Sometimes it’s the mundane things in business that drive you crazy. Things like trying to print out labels for a mailing without the labels getting stuck in your printer or the printing running off the labels. Here are several tips to help:

Use Good Quality Labels

If you print labels in your printer, make sure you purchase labels that are a good quality. If you have a dot matrix printer, low quality or marginal labels may peel off as the label stock moves around the platten. If this happens, you could end up with labels stuck inside your printer where it is difficult to remove them. If you have a laser printer, make sure the labels you use are designed for the high heat generated by a laser printer. If not, the adhesive on the back of the labels may soften to a point where the labels come off in the printer, or the adhesive oozes out and messes up your printer. Good quality labels should be available from any business supply store, and are worth the few extra pennies you have to pay.
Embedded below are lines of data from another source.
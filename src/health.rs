// Health endpoint and keep-alive self-ping for free-tier hosting.
use std::time::Duration;
use tokio::io::{AsyncReadExt, AsyncWriteExt};
use tokio::net::TcpListener;
use tokio::time::sleep;
use tracing::{info, warn};

const HEALTH_RESPONSE: &[u8] = b"HTTP/1.1 200 OK\r\nContent-Type: text/plain\r\nContent-Length: 2\r\nConnection: close\r\n\r\nOK";

/// Answers every HTTP request with 200 OK. Enough for uptime probes;
/// anything fancier belongs behind a real server.
pub fn spawn_health_server(port: u16) {
    tokio::spawn(async move {
        let listener = match TcpListener::bind(("0.0.0.0", port)).await {
            Ok(l) => l,
            Err(e) => {
                warn!("Health server bind failed on port {}: {}", port, e);
                return;
            }
        };
        info!("🩺 Health endpoint listening on port {}", port);
        loop {
            match listener.accept().await {
                Ok((mut stream, _)) => {
                    tokio::spawn(async move {
                        let mut buf = [0u8; 1024];
                        let _ = stream.read(&mut buf).await;
                        let _ = stream.write_all(HEALTH_RESPONSE).await;
                        let _ = stream.shutdown().await;
                    });
                }
                Err(e) => {
                    warn!("Health accept error: {}", e);
                    sleep(Duration::from_secs(1)).await;
                }
            }
        }
    });
}

/// Pings our own public URL so the host does not put the service to sleep.
pub fn spawn_keepalive(url: String, interval_seconds: u64) {
    tokio::spawn(async move {
        let client = match reqwest::Client::builder()
            .timeout(Duration::from_secs(10))
            .build()
        {
            Ok(c) => c,
            Err(e) => {
                warn!("Keep-alive client build failed: {}", e);
                return;
            }
        };
        info!("🔁 Keep-alive pinging {} every {}s", url, interval_seconds);
        loop {
            match client.get(&url).send().await {
                Ok(resp) => info!("Keep-alive ping: {}", resp.status()),
                Err(e) => warn!("Keep-alive ping failed: {}", e),
            }
            sleep(Duration::from_secs(interval_seconds)).await;
        }
    });
}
Saving Money on Printing Labels

If you have purchased labels for your laser printer, you already know that they can be a bit expensive. It can be frustrating to print your labels and not have them lined up just right. Each bad sheet you print is effectively money down the drain.

To overcome this problem, make sure you print a test sheet before you actually print on the labels themselves. Simply put a blank sheet of paper in the manual feed of your laser printer, instead of your label sheet. When the information is printed on the blank sheet, place that sheet behind a blank sheet of labels and hold it up to the light. The print on the paper will show through the label sheet, and you can see how the text lines up.

The benefit of this is that you save money—the blank paper is much cheaper than the label sheets. Continue printing your test sheets, adjusting the print parameters as necessary in Word. When you are satisfied with how your test sheet prints, go ahead and print on the labels themselves.

Making Use of Extra Labels

A common use of Word is to print labels on different types of label stock. It is possible, however, to have “extra” labels left over at the end of a print run. For instance, suppose you run a mail merge for labels to 97 clients, and each sheet of labels has 30 labels on it. This means you will need four sheets of labels, and you would waste 23 labels on the last sheet.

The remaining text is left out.